Please refer to our Investment Service Provider Comparison for reasons why a portfolio manager is the preferred choice for many private clients.

6. What is an “Investment Policy Statement”?

An investment policy statement is a document that serves as a strategic guide to the planning and implementation of an investment strategy. It is customized to each client based on their preferences, attitudes and situation. It is developed in consultation with each client who must also approve the original version as well as any subsequent revisions.

Elements common to most investment policy statements include return objectives, risk tolerance, liquidity requirements, time horizon, taxation, asset allocation and performance expectations. The investment policy statement is reviewed regularly and updated as necessary when a client’s situation changes.

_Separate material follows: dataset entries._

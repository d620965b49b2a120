#![allow(clippy::clone_on_copy, clippy::float_cmp)]

use super::*;

const EPSILON: f64 = 1e-9;

fn approx_eq(a: f64, b: f64) -> bool {
    (a - b).abs() < EPSILON
}

fn point_approx_eq(a: Point, b: Point) -> bool {
    approx_eq(a.x, b.x) && approx_eq(a.y, b.y)
}

// --- Point ---

#[test]
fn point_new() {
    let p = Point::new(3.0, 4.0);
    assert_eq!(p.x, 3.0);
    assert_eq!(p.y, 4.0);
}

#[test]
fn point_equality() {
    assert_eq!(Point::new(1.0, 2.0), Point::new(1.0, 2.0));
    assert_ne!(Point::new(1.0, 2.0), Point::new(1.0, 3.0));
}

// --- ViewTransform defaults ---

#[test]
fn transform_default_is_identity() {
    let t = ViewTransform::default();
    assert_eq!(t.scale, 1.0);
    assert_eq!(t.translate_x, 0.0);
    assert_eq!(t.translate_y, 0.0);
}

// --- local_to_screen / screen_to_local ---

#[test]
fn local_to_screen_applies_scale_then_translate() {
    let t = ViewTransform { scale: 2.0, translate_x: 10.0, translate_y: -5.0 };
    let s = t.local_to_screen(Point::new(3.0, 4.0));
    assert!(point_approx_eq(s, Point::new(16.0, 3.0)));
}

#[test]
fn screen_to_local_undoes_transform() {
    let t = ViewTransform { scale: 4.0, translate_x: 20.0, translate_y: 40.0 };
    let local = t.screen_to_local(Point::new(60.0, 80.0));
    assert!(point_approx_eq(local, Point::new(10.0, 10.0)));
}

#[test]
fn local_screen_roundtrip() {
    let t = ViewTransform { scale: 1.7, translate_x: -33.0, translate_y: 12.5 };
    let p = Point::new(123.4, -56.7);
    let back = t.screen_to_local(t.local_to_screen(p));
    assert!(point_approx_eq(back, p));
}

// --- panned ---

#[test]
fn panned_ignores_scale() {
    let t = ViewTransform { scale: 3.0, translate_x: 1.0, translate_y: 2.0 };
    let p = t.panned(10.0, -4.0);
    assert_eq!(p.scale, 3.0);
    assert_eq!(p.translate_x, 11.0);
    assert_eq!(p.translate_y, -2.0);
}

// --- ViewController: zoom_at_point ---

#[test]
fn zoom_at_point_keeps_pivot_content_fixed() {
    let mut view = ViewController::default();
    view.set(ViewTransform { scale: 1.5, translate_x: 40.0, translate_y: -10.0 });
    let pivot = Point::new(320.0, 240.0);
    let before = view.transform().screen_to_local(pivot);

    view.zoom_at_point(pivot, 0.75);

    let after = view.transform().screen_to_local(pivot);
    assert!(approx_eq(view.transform().scale, 2.25));
    assert!(point_approx_eq(before, after));
}

#[test]
fn zoom_at_point_clamps_high() {
    let mut view = ViewController::default();
    view.zoom_at_point(Point::new(0.0, 0.0), 100.0);
    assert_eq!(view.transform().scale, 8.0);
}

#[test]
fn zoom_at_point_clamps_low() {
    let mut view = ViewController::default();
    view.zoom_at_point(Point::new(50.0, 50.0), -100.0);
    assert_eq!(view.transform().scale, 0.2);
}

#[test]
fn zoom_at_point_pivot_fixed_even_when_clamped() {
    let mut view = ViewController::default();
    let pivot = Point::new(100.0, 60.0);
    let before = view.transform().screen_to_local(pivot);
    view.zoom_at_point(pivot, 50.0);
    let after = view.transform().screen_to_local(pivot);
    assert!(point_approx_eq(before, after));
}

// --- ViewController: zoom_step ---

#[test]
fn zoom_step_in_multiplies_by_factor() {
    let mut view = ViewController::default();
    view.zoom_step(ZoomDirection::In, 800.0, 600.0);
    assert!(approx_eq(view.transform().scale, 1.2));
}

#[test]
fn zoom_step_out_divides_by_factor() {
    let mut view = ViewController::default();
    view.zoom_step(ZoomDirection::Out, 800.0, 600.0);
    assert!(approx_eq(view.transform().scale, 1.0 / 1.2));
}

#[test]
fn zoom_step_anchors_at_container_center() {
    let mut view = ViewController::default();
    let center = Point::new(400.0, 300.0);
    let before = view.transform().screen_to_local(center);
    view.zoom_step(ZoomDirection::In, 800.0, 600.0);
    view.zoom_step(ZoomDirection::In, 800.0, 600.0);
    let after = view.transform().screen_to_local(center);
    assert!(point_approx_eq(before, after));
}

#[test]
fn zoom_step_in_never_exceeds_max() {
    let mut view = ViewController::default();
    for _ in 0..50 {
        view.zoom_step(ZoomDirection::In, 800.0, 600.0);
        assert!(view.transform().scale <= 8.0);
    }
    assert_eq!(view.transform().scale, 8.0);
}

#[test]
fn zoom_step_out_never_below_min() {
    let mut view = ViewController::default();
    for _ in 0..50 {
        view.zoom_step(ZoomDirection::Out, 800.0, 600.0);
        assert!(view.transform().scale >= 0.2);
    }
    assert_eq!(view.transform().scale, 0.2);
}

// --- ViewController: reset / pan / set ---

#[test]
fn reset_view_restores_identity() {
    let mut view = ViewController::default();
    view.zoom_step(ZoomDirection::In, 800.0, 600.0);
    view.pan_by(30.0, 40.0);
    view.reset_view();
    assert_eq!(view.transform(), ViewTransform::default());
}

#[test]
fn pan_by_accumulates() {
    let mut view = ViewController::default();
    view.pan_by(5.0, 6.0);
    view.pan_by(-2.0, 1.0);
    let t = view.transform();
    assert_eq!(t.translate_x, 3.0);
    assert_eq!(t.translate_y, 7.0);
    assert_eq!(t.scale, 1.0);
}

#[test]
fn set_clamps_scale() {
    let mut view = ViewController::default();
    view.set(ViewTransform { scale: 20.0, translate_x: 1.0, translate_y: 2.0 });
    let t = view.transform();
    assert_eq!(t.scale, 8.0);
    assert_eq!(t.translate_x, 1.0);
}

#[test]
fn custom_limits_respected() {
    let mut view = ViewController::new(0.5, 2.0, 2.0);
    view.zoom_step(ZoomDirection::In, 100.0, 100.0);
    view.zoom_step(ZoomDirection::In, 100.0, 100.0);
    assert_eq!(view.transform().scale, 2.0);
}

7. What does “asset allocation” mean and is it important?

The asset allocation of a portfolio describes how much value (usually expressed as a percentage) of a portfolio will be invested across a variety of asset classes such as equities, fixed income and cash. The asset allocation of a portfolio is a critical strategic decision as it is the main driver of the return and risk characteristics of a portfolio. Read the article, “Asset Allocation” for more information.

8. What is the role of a custodian?

The custodian is responsible for the following:

  • opening, maintaining and closing accounts;
  • maintaining current, accurate records of client holdings;
  • settling trades;
  • preparing account statements and tax documents; and
  • calculating and reporting tax information to federal and provincial governments.

 

9. What is a “segregated” investment account?

The term “segregated investment account” means an investment account that is held in a client’s name at the custodian and is separate from all other client accounts. A segregated investment account provides the greatest investment flexibility as each account can be tailored to the specific needs of each client. A segregated account has many benefits including ease of transfer of individual securities or an entire account, ability to trigger capital gains or losses on individual positions, and a high level of transparency of account activity and costs.

Not to be confused with a Segregated Fund (Seg Fund) which is an investment fund only available through insurance companies. Bluenose does not invest client assets in seg funds.